ACTIVITY: Return the entries below in full. Keep every word as it is.

THE DATA:
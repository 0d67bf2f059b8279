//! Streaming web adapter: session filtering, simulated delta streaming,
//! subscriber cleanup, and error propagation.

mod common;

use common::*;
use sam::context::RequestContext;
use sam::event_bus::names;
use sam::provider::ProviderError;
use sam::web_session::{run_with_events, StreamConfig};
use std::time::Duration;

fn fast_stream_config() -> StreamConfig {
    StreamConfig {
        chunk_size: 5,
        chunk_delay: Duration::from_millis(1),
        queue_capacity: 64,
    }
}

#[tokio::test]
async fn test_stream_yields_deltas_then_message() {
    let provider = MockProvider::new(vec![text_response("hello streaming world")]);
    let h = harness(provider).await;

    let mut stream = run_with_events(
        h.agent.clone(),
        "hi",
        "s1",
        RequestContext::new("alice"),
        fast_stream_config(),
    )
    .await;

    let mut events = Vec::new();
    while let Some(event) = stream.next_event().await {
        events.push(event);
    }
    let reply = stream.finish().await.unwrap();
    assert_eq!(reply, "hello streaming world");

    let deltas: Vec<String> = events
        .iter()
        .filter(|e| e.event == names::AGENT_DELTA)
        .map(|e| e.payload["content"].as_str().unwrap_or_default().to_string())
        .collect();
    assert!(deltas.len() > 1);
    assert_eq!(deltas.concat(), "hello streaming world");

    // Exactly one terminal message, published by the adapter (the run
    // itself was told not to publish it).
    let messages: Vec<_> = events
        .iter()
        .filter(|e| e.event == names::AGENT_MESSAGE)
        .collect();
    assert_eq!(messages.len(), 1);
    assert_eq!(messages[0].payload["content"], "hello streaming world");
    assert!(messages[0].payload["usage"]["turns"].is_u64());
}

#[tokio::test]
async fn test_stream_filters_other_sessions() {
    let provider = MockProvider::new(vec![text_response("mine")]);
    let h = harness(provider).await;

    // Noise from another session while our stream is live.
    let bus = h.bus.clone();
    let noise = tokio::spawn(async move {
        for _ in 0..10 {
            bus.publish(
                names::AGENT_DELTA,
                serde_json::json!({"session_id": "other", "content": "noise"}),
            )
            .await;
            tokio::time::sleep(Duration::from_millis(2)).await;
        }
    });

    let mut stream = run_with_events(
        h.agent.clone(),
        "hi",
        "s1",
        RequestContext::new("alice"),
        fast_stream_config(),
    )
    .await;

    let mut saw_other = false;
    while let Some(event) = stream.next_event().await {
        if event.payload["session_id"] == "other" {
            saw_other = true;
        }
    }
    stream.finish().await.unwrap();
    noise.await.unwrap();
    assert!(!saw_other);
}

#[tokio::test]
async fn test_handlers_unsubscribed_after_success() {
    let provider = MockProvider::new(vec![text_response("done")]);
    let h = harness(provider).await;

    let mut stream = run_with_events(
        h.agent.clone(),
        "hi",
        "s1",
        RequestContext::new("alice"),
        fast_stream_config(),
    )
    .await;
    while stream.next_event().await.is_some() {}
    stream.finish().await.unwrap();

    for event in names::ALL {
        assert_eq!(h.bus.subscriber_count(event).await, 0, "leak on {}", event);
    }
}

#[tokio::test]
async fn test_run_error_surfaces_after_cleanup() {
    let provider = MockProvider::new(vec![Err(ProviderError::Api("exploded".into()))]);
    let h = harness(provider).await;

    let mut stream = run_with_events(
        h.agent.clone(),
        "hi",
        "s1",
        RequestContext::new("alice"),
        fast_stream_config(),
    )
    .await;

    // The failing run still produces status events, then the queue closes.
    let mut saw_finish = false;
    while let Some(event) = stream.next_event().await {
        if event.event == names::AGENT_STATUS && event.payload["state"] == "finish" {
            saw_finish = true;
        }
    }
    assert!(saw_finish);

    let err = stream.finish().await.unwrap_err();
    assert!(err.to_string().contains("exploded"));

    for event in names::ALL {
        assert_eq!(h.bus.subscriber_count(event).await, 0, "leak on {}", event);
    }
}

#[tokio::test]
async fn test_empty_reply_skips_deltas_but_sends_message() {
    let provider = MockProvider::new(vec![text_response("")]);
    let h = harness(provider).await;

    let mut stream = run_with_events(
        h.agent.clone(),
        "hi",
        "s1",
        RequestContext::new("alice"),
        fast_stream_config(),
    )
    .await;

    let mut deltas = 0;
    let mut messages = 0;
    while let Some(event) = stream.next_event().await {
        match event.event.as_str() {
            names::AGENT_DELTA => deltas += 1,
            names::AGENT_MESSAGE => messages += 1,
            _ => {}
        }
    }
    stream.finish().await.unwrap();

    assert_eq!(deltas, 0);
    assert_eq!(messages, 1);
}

RESULT BELOW:
repository 0d67bf2f059b8279
//! Streaming web adapter: session filtering, simulated delta streaming,
//! subscriber cleanup, and error propagation.

mod common;

use common::*;
use sam::context::RequestContext;
use sam::event_bus::names;
use sam::provider::ProviderError;
use sam::web_session::{run_with_events, StreamConfig};
use std::time::Duration;

fn fast_stream_config() -> StreamConfig {
    StreamConfig {
        chunk_size: 5,
        chunk_delay: Duration::from_millis(1),
        queue_capacity: 64,
    }
}

#[tokio::test]
async fn test_stream_yields_deltas_then_message() {
    let provider = MockProvider::new(vec![text_response("hello streaming world")]);
    let h = harness(provider).await;

    let mut stream = run_with_events(
        h.agent.clone(),
        "hi",
        "s1",
        RequestContext::new("alice"),
        fast_stream_config(),
    )
    .await;

    let mut events = Vec::new();
    while let Some(event) = stream.next_event().await {
        events.push(event);
    }
    let reply = stream.finish().await.unwrap();
    assert_eq!(reply, "hello streaming world");

    let deltas: Vec<String> = events
        .iter()
        .filter(|e| e.event == names::AGENT_DELTA)
        .map(|e| e.payload["content"].as_str().unwrap_or_default().to_string())
        .collect();
    assert!(deltas.len() > 1);
    assert_eq!(deltas.concat(), "hello streaming world");

    // Exactly one terminal message, published by the adapter (the run
    // itself was told not to publish it).
    let messages: Vec<_> = events
        .iter()
        .filter(|e| e.event == names::AGENT_MESSAGE)
        .collect();
    assert_eq!(messages.len(), 1);
    assert_eq!(messages[0].payload["content"], "hello streaming world");
    assert!(messages[0].payload["usage"]["turns"].is_u64());
}

#[tokio::test]
async fn test_stream_filters_other_sessions() {
    let provider = MockProvider::new(vec![text_response("mine")]);
    let h = harness(provider).await;

    // Noise from another session while our stream is live.
    let bus = h.bus.clone();
    let noise = tokio::spawn(async move {
        for _ in 0..10 {
            bus.publish(
                names::AGENT_DELTA,
                serde_json::json!({"session_id": "other", "content": "noise"}),
            )
            .await;
            tokio::time::sleep(Duration::from_millis(2)).await;
        }
    });

    let mut stream = run_with_events(
        h.agent.clone(),
        "hi",
        "s1",
        RequestContext::new("alice"),
        fast_stream_config(),
    )
    .await;

    let mut saw_other = false;
    while let Some(event) = stream.next_event().await {
        if event.payload["session_id"] == "other" {
            saw_other = true;
        }
    }
    stream.finish().await.unwrap();
    noise.await.unwrap();
    assert!(!saw_other);
}

#[tokio::test]
async fn test_handlers_unsubscribed_after_success() {
    let provider = MockProvider::new(vec![text_response("done")]);
    let h = harness(provider).await;

    let mut stream = run_with_events(
        h.agent.clone(),
        "hi",
        "s1",
        RequestContext::new("alice"),
        fast_stream_config(),
    )
    .await;
    while stream.next_event().await.is_some() {}
    stream.finish().await.unwrap();

    for event in names::ALL {
        assert_eq!(h.bus.subscriber_count(event).await, 0, "leak on {}", event);
    }
}

#[tokio::test]
async fn test_run_error_surfaces_after_cleanup() {
    let provider = MockProvider::new(vec![Err(ProviderError::Api("exploded".into()))]);
    let h = harness(provider).await;

    let mut stream = run_with_events(
        h.agent.clone(),
        "hi",
        "s1",
        RequestContext::new("alice"),
        fast_stream_config(),
    )
    .await;

    // The failing run still produces status events, then the queue closes.
    let mut saw_finish = false;
    while let Some(event) = stream.next_event().await {
        if event.event == names::AGENT_STATUS && event.payload["state"] == "finish" {
            saw_finish = true;
        }
    }
    assert!(saw_finish);

    let err = stream.finish().await.unwrap_err();
    assert!(err.to_string().contains("exploded"));

    for event in names::ALL {
        assert_eq!(h.bus.subscriber_count(event).await, 0, "leak on {}", event);
    }
}

#[tokio::test]
async fn test_empty_reply_skips_deltas_but_sends_message() {
    let provider = MockProvider::new(vec![text_response("")]);
    let h = harness(provider).await;

    let mut stream = run_with_events(
        h.agent.clone(),
        "hi",
        "s1",
        RequestContext::new("alice"),
        fast_stream_config(),
    )
    .await;

    let mut deltas = 0;
    let mut messages = 0;
    while let Some(event) = stream.next_event().await {
        match event.event.as_str() {
            names::AGENT_DELTA => deltas += 1,
            names::AGENT_MESSAGE => messages += 1,
            _ => {}
        }
    }
    stream.finish().await.unwrap();

    assert_eq!(deltas, 0);
    assert_eq!(messages, 1);
}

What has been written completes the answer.